/// 工具函数集合

use chrono::{DateTime, Utc};
use uuid::Uuid;

/// 生成唯一 ID
pub fn generate_id() -> String {
    Uuid::new_v4().to_string()
}

/// 计算耗时（毫秒）
///
/// 未结束的任务以 `now` 作为结束时间；未开始返回 None
pub fn duration_ms(
    start: Option<DateTime<Utc>>,
    end: Option<DateTime<Utc>>,
    now: DateTime<Utc>,
) -> Option<i64> {
    let start = start?;
    let end = end.unwrap_or(now);
    Some((end - start).num_milliseconds().max(0))
}

/// 格式化耗时，例如 "1.50 secs"、"2.00 mins"
pub fn format_duration(ms: i64) -> String {
    const UNITS: &[(&str, f64)] = &[("secs", 1000.0), ("mins", 60.0), ("hours", 60.0)];
    if ms < 1000 {
        return format!("{} ms", ms);
    }

    let mut value = ms as f64;
    let mut unit = UNITS[0].0;
    for (index, (name, divisor)) in UNITS.iter().enumerate() {
        if index > 0 && value < *divisor {
            break;
        }
        value /= divisor;
        unit = name;
    }

    format!("{:.2} {}", value, unit)
}

/// 拼接带命名空间的存储键
pub fn namespaced_key(namespace: &str, key: &str) -> String {
    if namespace.is_empty() {
        key.to_string()
    } else {
        format!("{}.{}", namespace, key)
    }
}
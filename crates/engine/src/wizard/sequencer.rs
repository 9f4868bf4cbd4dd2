/// 步骤序列
///
/// 纯状态：当前步骤、已保存台账、下层禁用水位线，只按下标工作

use serde::{Deserialize, Serialize};

#[derive(Debug, Clone, Serialize, Deserialize, PartialEq, Eq)]
pub struct StepSequencer {
    saved: Vec<bool>,
    current: usize,
    /// 下标小于该值的步骤全部禁用
    lower_disabled_below: usize,
}

impl StepSequencer {
    pub fn new(total: usize) -> Self {
        Self {
            saved: vec![false; total],
            current: 0,
            lower_disabled_below: 0,
        }
    }

    pub fn total(&self) -> usize {
        self.saved.len()
    }

    pub fn current(&self) -> usize {
        self.current
    }

    pub fn set_current(&mut self, index: usize) {
        if index < self.total() {
            self.current = index;
        }
    }

    pub fn is_saved(&self, index: usize) -> bool {
        self.saved.get(index).copied().unwrap_or(false)
    }

    /// 标记为已保存；已保存时不做任何事并返回 false
    ///
    /// 否则先清掉所有后续步骤，再设置本步骤。能保存第 i 步说明之前的步骤都已提交，
    /// 前面的步骤一并置为已保存，台账始终是连续前缀。
    pub fn set_saved(&mut self, index: usize) -> bool {
        if index >= self.total() || self.saved[index] {
            return false;
        }
        for (i, flag) in self.saved.iter_mut().enumerate() {
            *flag = i <= index;
        }
        true
    }

    /// 只清除本步骤
    pub fn set_unsaved(&mut self, index: usize) {
        if let Some(flag) = self.saved.get_mut(index) {
            *flag = false;
        }
    }

    pub fn saved_flags(&self) -> &[bool] {
        &self.saved
    }

    /// 用持久化的台账覆盖，长度不一致时按较短的一方截断
    pub fn restore_saved(&mut self, flags: &[bool]) {
        for (slot, flag) in self.saved.iter_mut().zip(flags) {
            *slot = *flag;
        }
    }

    pub fn lower_disabled_below(&self) -> usize {
        self.lower_disabled_below
    }

    pub fn set_lower_steps_disable(&mut self, index: usize) {
        self.lower_disabled_below = index.min(self.total());
    }

    pub fn is_below_watermark(&self, index: usize) -> bool {
        index < self.lower_disabled_below
    }

    /// 回到初始状态
    pub fn reset(&mut self) {
        let total = self.total();
        *self = Self::new(total);
    }
}

#[cfg(test)]
mod tests {
    use super::*;

    fn is_prefix(flags: &[bool]) -> bool {
        let first_unsaved = flags.iter().position(|f| !f).unwrap_or(flags.len());
        flags[first_unsaved..].iter().all(|f| !f)
    }

    #[test]
    fn test_set_saved_clears_later_steps() {
        let mut seq = StepSequencer::new(4);
        for i in 0..4 {
            seq.set_saved(i);
        }
        seq.set_unsaved(1);
        assert!(seq.set_saved(1));
        assert_eq!(seq.saved_flags(), &[true, true, false, false]);
    }

    #[test]
    fn test_set_saved_idempotent() {
        let mut seq = StepSequencer::new(3);
        assert!(seq.set_saved(0));
        assert!(seq.set_saved(1));
        let before = seq.clone();
        assert!(!seq.set_saved(1));
        assert!(!seq.set_saved(0));
        assert_eq!(seq, before);
    }

    #[test]
    fn test_prefix_invariant_for_any_sequence() {
        // 只通过 set_saved 修改时，所有长度为 6 的调用序列都保持前缀形态
        let total = 4;
        let mut sequence = vec![0usize; 6];
        loop {
            let mut seq = StepSequencer::new(total);
            let mut ok = true;
            for &i in &sequence {
                seq.set_saved(i);
                ok &= is_prefix(seq.saved_flags());
            }
            assert!(ok, "sequence {:?} broke the prefix", sequence);

            let mut pos = 0;
            loop {
                if pos == sequence.len() {
                    return;
                }
                sequence[pos] += 1;
                if sequence[pos] < total {
                    break;
                }
                sequence[pos] = 0;
                pos += 1;
            }
        }
    }

    #[test]
    fn test_set_saved_on_gap_still_clears_later() {
        let mut seq = StepSequencer::new(4);
        seq.restore_saved(&[false, false, true, true]);
        seq.set_saved(1);
        assert_eq!(seq.saved_flags(), &[true, true, false, false]);
    }

    #[test]
    fn test_jump_ahead_saves_prefix() {
        let mut seq = StepSequencer::new(4);
        seq.set_saved(2);
        assert_eq!(seq.saved_flags(), &[true, true, true, false]);
    }

    #[test]
    fn test_watermark_and_reset() {
        let mut seq = StepSequencer::new(5);
        seq.set_current(3);
        seq.set_saved(0);
        seq.set_lower_steps_disable(3);
        assert!(seq.is_below_watermark(2));
        assert!(!seq.is_below_watermark(3));

        seq.set_lower_steps_disable(99);
        assert_eq!(seq.lower_disabled_below(), 5);

        seq.reset();
        assert_eq!(seq.current(), 0);
        assert_eq!(seq.lower_disabled_below(), 0);
        assert!(!seq.is_saved(0));
    }

    #[test]
    fn test_out_of_range_is_ignored() {
        let mut seq = StepSequencer::new(2);
        seq.set_current(7);
        assert_eq!(seq.current(), 0);
        assert!(!seq.set_saved(7));
        seq.set_unsaved(7);
        assert!(!seq.is_saved(7));
    }
}
/// 执行器链路
///
/// 控制台通过 WebSocket RPC 向执行器拉取操作快照并下发中止/重试命令

pub mod client;
pub mod source;

pub use client::{ExecutorClient, LinkState};
pub use source::{RpcCommandIssuer, RpcPollSource};
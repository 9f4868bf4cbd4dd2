/// 持久化协作方
///
/// 简单的字符串键值存储，后写覆盖，不提供事务保证

use async_trait::async_trait;
use common::Result;
use std::collections::HashMap;
use std::sync::Arc;
use tokio::sync::RwLock;

/// 持久化存储 Trait
#[async_trait]
pub trait PersistenceStore: Send + Sync + 'static {
    /// 读取键值，不存在时返回 None
    async fn get(&self, key: &str) -> Result<Option<serde_json::Value>>;

    /// 写入键值
    async fn set(&self, key: &str, value: serde_json::Value) -> Result<()>;

    /// 删除键
    async fn remove(&self, key: &str) -> Result<()>;
}

/// 内存存储
#[derive(Clone, Default)]
pub struct MemoryStore {
    entries: Arc<RwLock<HashMap<String, serde_json::Value>>>,
}

impl MemoryStore {
    pub fn new() -> Self {
        Self::default()
    }

    /// 当前键数量
    pub async fn len(&self) -> usize {
        self.entries.read().await.len()
    }

    pub async fn is_empty(&self) -> bool {
        self.entries.read().await.is_empty()
    }
}

#[async_trait]
impl PersistenceStore for MemoryStore {
    async fn get(&self, key: &str) -> Result<Option<serde_json::Value>> {
        let entries = self.entries.read().await;
        Ok(entries.get(key).cloned())
    }

    async fn set(&self, key: &str, value: serde_json::Value) -> Result<()> {
        let mut entries = self.entries.write().await;
        entries.insert(key.to_string(), value);
        Ok(())
    }

    async fn remove(&self, key: &str) -> Result<()> {
        let mut entries = self.entries.write().await;
        entries.remove(key);
        Ok(())
    }
}

#[cfg(test)]
mod tests {
    use super::*;
    use serde_json::json;

    #[tokio::test]
    async fn test_last_write_wins() {
        let store = MemoryStore::new();
        store.set("masterComponentHosts", json!(["c6401"])).await.unwrap();
        store.set("masterComponentHosts", json!(["c6402"])).await.unwrap();
        assert_eq!(store.get("masterComponentHosts").await.unwrap(), Some(json!(["c6402"])));
        assert_eq!(store.len().await, 1);
    }

    #[tokio::test]
    async fn test_remove_missing_key_is_ok() {
        let store = MemoryStore::new();
        store.remove("cluster").await.unwrap();
        assert!(store.get("cluster").await.unwrap().is_none());
        assert!(store.is_empty().await);
    }
}
pub mod operations;
pub mod wizard;

use axum::{http::StatusCode, Json, Router};
use common::Error;
use serde::Serialize;

use crate::app_state::AppState;

/// 所有 API 路由（统一入口）
pub fn api_routes() -> Router<AppState> {
    Router::new()
        .nest("/operations", operations::operation_routes())
        .nest("/tasks", operations::task_routes())
        .nest("/view", operations::view_routes())
        .nest("/wizard", wizard::wizard_routes())
}

/// 通用响应
#[derive(Debug, Serialize)]
pub struct ApiResponse {
    pub success: bool,
    pub message: String,
}

impl ApiResponse {
    pub fn ok(message: impl Into<String>) -> Json<Self> {
        Json(Self {
            success: true,
            message: message.into(),
        })
    }
}

/// 错误响应
#[derive(Debug, Serialize)]
pub struct ErrorResponse {
    pub success: bool,
    pub error: String,
}

pub type ApiError = (StatusCode, Json<ErrorResponse>);

/// 错误类型对应的 HTTP 状态码
pub fn status_of(error: &Error) -> StatusCode {
    match error {
        Error::UnknownStep(_) | Error::NotFound(_) => StatusCode::NOT_FOUND,
        Error::StepDisabled(_) | Error::NotAbortable(_) | Error::NotRetryable(_) => StatusCode::CONFLICT,
        Error::InvalidArgument(_) | Error::StepLoad(_) => StatusCode::BAD_REQUEST,
        Error::Command(_) | Error::Poll(_) => StatusCode::BAD_GATEWAY,
        _ => StatusCode::INTERNAL_SERVER_ERROR,
    }
}

/// 把业务错误转换为接口错误，context 作为消息前缀
pub fn api_error(context: &str, error: Error) -> ApiError {
    (
        status_of(&error),
        Json(ErrorResponse {
            success: false,
            error: format!("{}: {}", context, error),
        }),
    )
}

/// 请求参数校验失败
pub fn validation_error(error: impl std::fmt::Display) -> ApiError {
    (
        StatusCode::BAD_REQUEST,
        Json(ErrorResponse {
            success: false,
            error: format!("验证失败: {}", error),
        }),
    )
}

WORK TO COMPLETE: The required output is each line of the entries that contains the word "masterComponentHosts".

WRITTEN RESPONSE:
        store.set("masterComponentHosts", json!(["c6401"])).await.unwrap();
        store.set("masterComponentHosts", json!(["c6402"])).await.unwrap();
        assert_eq!(store.get("masterComponentHosts").await.unwrap(), Some(json!(["c6402"])));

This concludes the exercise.